Task directions >>
Print out the records precisely, keeping each line identical to its source.

Dataset entries >>
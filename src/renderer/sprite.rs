//! Sprite sheet sampling for fighters
//!
//! Sheets are laid out one row per action, one column per frame, with square
//! tiles. The sprite is centered on the bounding box and mirrored when the
//! fighter faces left.

use glam::{UVec2, Vec2};

use crate::sim::Fighter;

/// Source rectangle on a sprite sheet (pixels)
#[derive(Debug, Clone, Copy, PartialEq, Eq)]
pub struct TileRect {
    pub origin: UVec2,
    pub size: UVec2,
}

/// Everything needed to draw one fighter
#[derive(Debug, Clone, PartialEq)]
pub struct SpriteFrame {
    /// Sprite sheet asset id
    pub sheet: String,
    pub source: TileRect,
    /// World position of the sprite's center
    pub center: Vec2,
    /// Per-axis scale; negative x mirrors the sprite
    pub scale: Vec2,
}

/// Tile for a given sheet row and column
pub fn tile(size: u32, row: usize, column: u32) -> TileRect {
    TileRect {
        origin: UVec2::new(column * size, row as u32 * size),
        size: UVec2::splat(size),
    }
}

/// Sprite for a fighter's current action and frame
pub fn sprite_frame(fighter: &Fighter) -> SpriteFrame {
    let character = fighter.character();
    let animation = fighter.animation();
    let scale = character.scale;
    let x_scale = if fighter.facing().is_flipped() {
        -scale
    } else {
        scale
    };

    SpriteFrame {
        sheet: character.spritesheet.clone(),
        source: tile(
            character.size,
            animation.action().index(),
            animation.frame_index(),
        ),
        center: fighter.body().center(),
        scale: Vec2::new(x_scale, scale),
    }
}
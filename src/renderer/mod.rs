//! Draw models
//!
//! Pure functions that turn match state into what a renderer needs: sprite
//! sheet sub-rectangles and transforms, HUD elements and background offsets.
//! Nothing here touches a graphics API.

pub mod hud;
pub mod parallax;
pub mod sprite;

pub use hud::{HealthBar, HudModel, ScoreText, hitbox_overlay};
pub use parallax::{background_scroll, layer_offset, scroll_for};
pub use sprite::{SpriteFrame, TileRect, sprite_frame};
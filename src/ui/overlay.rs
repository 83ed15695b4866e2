use super::state::UiRequestState;
use super::store::{UiStore, WeakUiStore};
use crate::error::UiError;
use crate::store::Subscription;
use std::sync::atomic::Ordering;

/// Draws the loading, alert, confirm and toast slots
///
/// Implemented for any `FnMut(&UiRequestState, &OverlayActions)` closure.
pub trait OverlayRenderer: Send + 'static {
    /// Draw `state`; user input is routed back through `actions`
    fn render(&mut self, state: &UiRequestState, actions: &OverlayActions);
}

impl<F> OverlayRenderer for F
where
    F: FnMut(&UiRequestState, &OverlayActions) + Send + 'static,
{
    fn render(&mut self, state: &UiRequestState, actions: &OverlayActions) {
        self(state, actions)
    }
}

/// User-input entry points handed to an [`OverlayRenderer`]
///
/// Each action is a no-op once the store is gone.
#[derive(Clone, Debug)]
pub struct OverlayActions {
    store: WeakUiStore,
}

impl OverlayActions {
    /// The alert's acknowledge button
    pub fn acknowledge_alert(&self) {
        if let Some(store) = self.store.upgrade() {
            store.acknowledge_alert();
        }
    }

    /// The confirm dialog's confirming button
    pub fn confirm(&self) {
        if let Some(store) = self.store.upgrade() {
            store.resolve_confirm(true);
        }
    }

    /// The confirm dialog's cancelling button, or dismissing the dialog
    pub fn cancel(&self) {
        if let Some(store) = self.store.upgrade() {
            store.resolve_confirm(false);
        }
    }

    /// The toast's exit transition finished
    pub fn toast_exited(&self) {
        if let Some(store) = self.store.upgrade() {
            store.dismiss_toast();
        }
    }
}

/// A mounted overlay; dropping it unmounts
#[must_use = "dropping an OverlayMount unmounts the overlay"]
pub struct OverlayMount {
    store: WeakUiStore,
    _subscription: Subscription,
}

impl Drop for OverlayMount {
    fn drop(&mut self) {
        if let Some(store) = self.store.upgrade() {
            store.inner.overlay_mounted.store(false, Ordering::Release);
            tracing::debug!("overlay unmounted");
        }
    }
}

impl std::fmt::Debug for OverlayMount {
    fn fmt(&self, f: &mut std::fmt::Formatter<'_>) -> std::fmt::Result {
        f.debug_struct("OverlayMount").finish_non_exhaustive()
    }
}

impl UiStore {
    /// Attach the renderer that draws this store
    ///
    /// `renderer` runs right away with the current snapshot, then on every
    /// frame after a change. Only one overlay may be mounted per store.
    pub fn mount_overlay<R>(&self, mut renderer: R) -> Result<OverlayMount, UiError>
    where
        R: OverlayRenderer,
    {
        if self
            .inner
            .overlay_mounted
            .compare_exchange(false, true, Ordering::AcqRel, Ordering::Acquire)
            .is_err()
        {
            return Err(UiError::OverlayAlreadyMounted);
        }
        tracing::debug!("overlay mounted");

        let actions = OverlayActions {
            store: self.downgrade(),
        };
        renderer.render(&self.state(), &actions);
        let subscription = self.subscribe(move |state| renderer.render(state, &actions));

        Ok(OverlayMount {
            store: self.downgrade(),
            _subscription: subscription,
        })
    }
}
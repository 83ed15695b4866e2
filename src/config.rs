//! UI store configuration

use crate::error::ConfigError;
use crate::ui::{ToastDuration, ToastPosition};
use serde::{Deserialize, Serialize};

/// Defaults applied by [`UiStore`](crate::UiStore) when a request leaves them out
///
/// Every field has a default, so partial JSON is accepted:
///
/// ```ignore
/// let config = UiConfig::from_json(r#"{ "labels": { "cancel_label": "Abbrechen" } }"#)?;
/// assert_eq!(config.labels.confirm_label, "OK");
/// ```
#[derive(Clone, Debug, Default, PartialEq, Eq, Serialize, Deserialize)]
#[serde(default)]
pub struct UiConfig {
    /// Dialog titles and button labels
    pub labels: Labels,
    /// Toast defaults
    pub toast: ToastDefaults,
}

impl UiConfig {
    /// Parse a configuration from JSON text
    pub fn from_json(text: &str) -> Result<Self, ConfigError> {
        Ok(serde_json::from_str(text)?)
    }
}

/// Dialog titles and button labels
#[derive(Clone, Debug, PartialEq, Eq, Serialize, Deserialize)]
#[serde(default)]
pub struct Labels {
    /// Alert title
    pub notice_title: String,
    /// Confirm title
    pub confirm_title: String,
    /// Confirming button
    pub confirm_label: String,
    /// Cancelling button
    pub cancel_label: String,
}

impl Default for Labels {
    fn default() -> Self {
        Self {
            notice_title: "Notice".to_owned(),
            confirm_title: "Confirm".to_owned(),
            confirm_label: "OK".to_owned(),
            cancel_label: "Cancel".to_owned(),
        }
    }
}

/// Toast defaults
#[derive(Clone, Debug, PartialEq, Eq, Serialize, Deserialize)]
#[serde(default)]
pub struct ToastDefaults {
    /// Auto-dismiss delay in milliseconds; `null` keeps toasts up until dismissed
    pub duration_ms: Option<u64>,
    /// Screen position
    pub position: ToastPosition,
}

impl ToastDefaults {
    /// Default auto-dismiss delay in milliseconds
    pub const DEFAULT_DURATION_MS: u64 = 2000;

    /// `duration_ms` as a [`ToastDuration`]
    pub fn duration(&self) -> ToastDuration {
        ToastDuration::from_millis(self.duration_ms)
    }
}

impl Default for ToastDefaults {
    fn default() -> Self {
        Self {
            duration_ms: Some(Self::DEFAULT_DURATION_MS),
            position: ToastPosition::Center,
        }
    }
}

Expected answer >>
filename src/renderer/sprite.rs
//! Sprite sheet sampling for fighters
//!
//! Sheets are laid out one row per action, one column per frame, with square
//! tiles. The sprite is centered on the bounding box and mirrored when the
//! fighter faces left.

use glam::{UVec2, Vec2};

use crate::sim::Fighter;

/// Source rectangle on a sprite sheet (pixels)
#[derive(Debug, Clone, Copy, PartialEq, Eq)]
pub struct TileRect {
    pub origin: UVec2,
    pub size: UVec2,
}

/// Everything needed to draw one fighter
#[derive(Debug, Clone, PartialEq)]
pub struct SpriteFrame {
    /// Sprite sheet asset id
    pub sheet: String,
    pub source: TileRect,
    /// World position of the sprite's center
    pub center: Vec2,
    /// Per-axis scale; negative x mirrors the sprite
    pub scale: Vec2,
}

/// Tile for a given sheet row and column
pub fn tile(size: u32, row: usize, column: u32) -> TileRect {
    TileRect {
        origin: UVec2::new(column * size, row as u32 * size),
        size: UVec2::splat(size),
    }
}

/// Sprite for a fighter's current action and frame
pub fn sprite_frame(fighter: &Fighter) -> SpriteFrame {
    let character = fighter.character();
    let animation = fighter.animation();
    let scale = character.scale;
    let x_scale = if fighter.facing().is_flipped() {
        -scale
    } else {
        scale
    };

    SpriteFrame {
        sheet: character.spritesheet.clone(),
        source: tile(
            character.size,
            animation.action().index(),
            animation.frame_index(),
        ),
        center: fighter.body().center(),
        scale: Vec2::new(x_scale, scale),
    }
}
filename src/renderer/mod.rs
//! Draw models
//!
//! Pure functions that turn match state into what a renderer needs: sprite
//! sheet sub-rectangles and transforms, HUD elements and background offsets.
//! Nothing here touches a graphics API.

pub mod hud;
pub mod parallax;
pub mod sprite;

pub use hud::{HealthBar, HudModel, ScoreText, hitbox_overlay};
pub use parallax::{background_scroll, layer_offset, scroll_for};
pub use sprite::{SpriteFrame, TileRect, sprite_frame};
filename src/ui/overlay.rs
repository 83ed15695b4866e2
use super::state::UiRequestState;
use super::store::{UiStore, WeakUiStore};
use crate::error::UiError;
use crate::store::Subscription;
use std::sync::atomic::Ordering;

/// Draws the loading, alert, confirm and toast slots
///
/// Implemented for any `FnMut(&UiRequestState, &OverlayActions)` closure.
pub trait OverlayRenderer: Send + 'static {
    /// Draw `state`; user input is routed back through `actions`
    fn render(&mut self, state: &UiRequestState, actions: &OverlayActions);
}

impl<F> OverlayRenderer for F
where
    F: FnMut(&UiRequestState, &OverlayActions) + Send + 'static,
{
    fn render(&mut self, state: &UiRequestState, actions: &OverlayActions) {
        self(state, actions)
    }
}

/// User-input entry points handed to an [`OverlayRenderer`]
///
/// Each action is a no-op once the store is gone.
#[derive(Clone, Debug)]
pub struct OverlayActions {
    store: WeakUiStore,
}

impl OverlayActions {
    /// The alert's acknowledge button
    pub fn acknowledge_alert(&self) {
        if let Some(store) = self.store.upgrade() {
            store.acknowledge_alert();
        }
    }

    /// The confirm dialog's confirming button
    pub fn confirm(&self) {
        if let Some(store) = self.store.upgrade() {
            store.resolve_confirm(true);
        }
    }

    /// The confirm dialog's cancelling button, or dismissing the dialog
    pub fn cancel(&self) {
        if let Some(store) = self.store.upgrade() {
            store.resolve_confirm(false);
        }
    }

    /// The toast's exit transition finished
    pub fn toast_exited(&self) {
        if let Some(store) = self.store.upgrade() {
            store.dismiss_toast();
        }
    }
}

/// A mounted overlay; dropping it unmounts
#[must_use = "dropping an OverlayMount unmounts the overlay"]
pub struct OverlayMount {
    store: WeakUiStore,
    _subscription: Subscription,
}

impl Drop for OverlayMount {
    fn drop(&mut self) {
        if let Some(store) = self.store.upgrade() {
            store.inner.overlay_mounted.store(false, Ordering::Release);
            tracing::debug!("overlay unmounted");
        }
    }
}

impl std::fmt::Debug for OverlayMount {
    fn fmt(&self, f: &mut std::fmt::Formatter<'_>) -> std::fmt::Result {
        f.debug_struct("OverlayMount").finish_non_exhaustive()
    }
}

impl UiStore {
    /// Attach the renderer that draws this store
    ///
    /// `renderer` runs right away with the current snapshot, then on every
    /// frame after a change. Only one overlay may be mounted per store.
    pub fn mount_overlay<R>(&self, mut renderer: R) -> Result<OverlayMount, UiError>
    where
        R: OverlayRenderer,
    {
        if self
            .inner
            .overlay_mounted
            .compare_exchange(false, true, Ordering::AcqRel, Ordering::Acquire)
            .is_err()
        {
            return Err(UiError::OverlayAlreadyMounted);
        }
        tracing::debug!("overlay mounted");

        let actions = OverlayActions {
            store: self.downgrade(),
        };
        renderer.render(&self.state(), &actions);
        let subscription = self.subscribe(move |state| renderer.render(state, &actions));

        Ok(OverlayMount {
            store: self.downgrade(),
            _subscription: subscription,
        })
    }
}
repository 83ed15695b4866e2
filename src/config.rs
//! UI store configuration

use crate::error::ConfigError;
use crate::ui::{ToastDuration, ToastPosition};
use serde::{Deserialize, Serialize};

/// Defaults applied by [`UiStore`](crate::UiStore) when a request leaves them out
///
/// Every field has a default, so partial JSON is accepted:
///
/// ```ignore
/// let config = UiConfig::from_json(r#"{ "labels": { "cancel_label": "Abbrechen" } }"#)?;
/// assert_eq!(config.labels.confirm_label, "OK");
/// ```
#[derive(Clone, Debug, Default, PartialEq, Eq, Serialize, Deserialize)]
#[serde(default)]
pub struct UiConfig {
    /// Dialog titles and button labels
    pub labels: Labels,
    /// Toast defaults
    pub toast: ToastDefaults,
}

impl UiConfig {
    /// Parse a configuration from JSON text
    pub fn from_json(text: &str) -> Result<Self, ConfigError> {
        Ok(serde_json::from_str(text)?)
    }
}

/// Dialog titles and button labels
#[derive(Clone, Debug, PartialEq, Eq, Serialize, Deserialize)]
#[serde(default)]
pub struct Labels {
    /// Alert title
    pub notice_title: String,
    /// Confirm title
    pub confirm_title: String,
    /// Confirming button
    pub confirm_label: String,
    /// Cancelling button
    pub cancel_label: String,
}

impl Default for Labels {
    fn default() -> Self {
        Self {
            notice_title: "Notice".to_owned(),
            confirm_title: "Confirm".to_owned(),
            confirm_label: "OK".to_owned(),
            cancel_label: "Cancel".to_owned(),
        }
    }
}

/// Toast defaults
#[derive(Clone, Debug, PartialEq, Eq, Serialize, Deserialize)]
#[serde(default)]
pub struct ToastDefaults {
    /// Auto-dismiss delay in milliseconds; `null` keeps toasts up until dismissed
    pub duration_ms: Option<u64>,
    /// Screen position
    pub position: ToastPosition,
}

impl ToastDefaults {
    /// Default auto-dismiss delay in milliseconds
    pub const DEFAULT_DURATION_MS: u64 = 2000;

    /// `duration_ms` as a [`ToastDuration`]
    pub fn duration(&self) -> ToastDuration {
        ToastDuration::from_millis(self.duration_ms)
    }
}

impl Default for ToastDefaults {
    fn default() -> Self {
        Self {
            duration_ms: Some(Self::DEFAULT_DURATION_MS),
            position: ToastPosition::Center,
        }
    }
}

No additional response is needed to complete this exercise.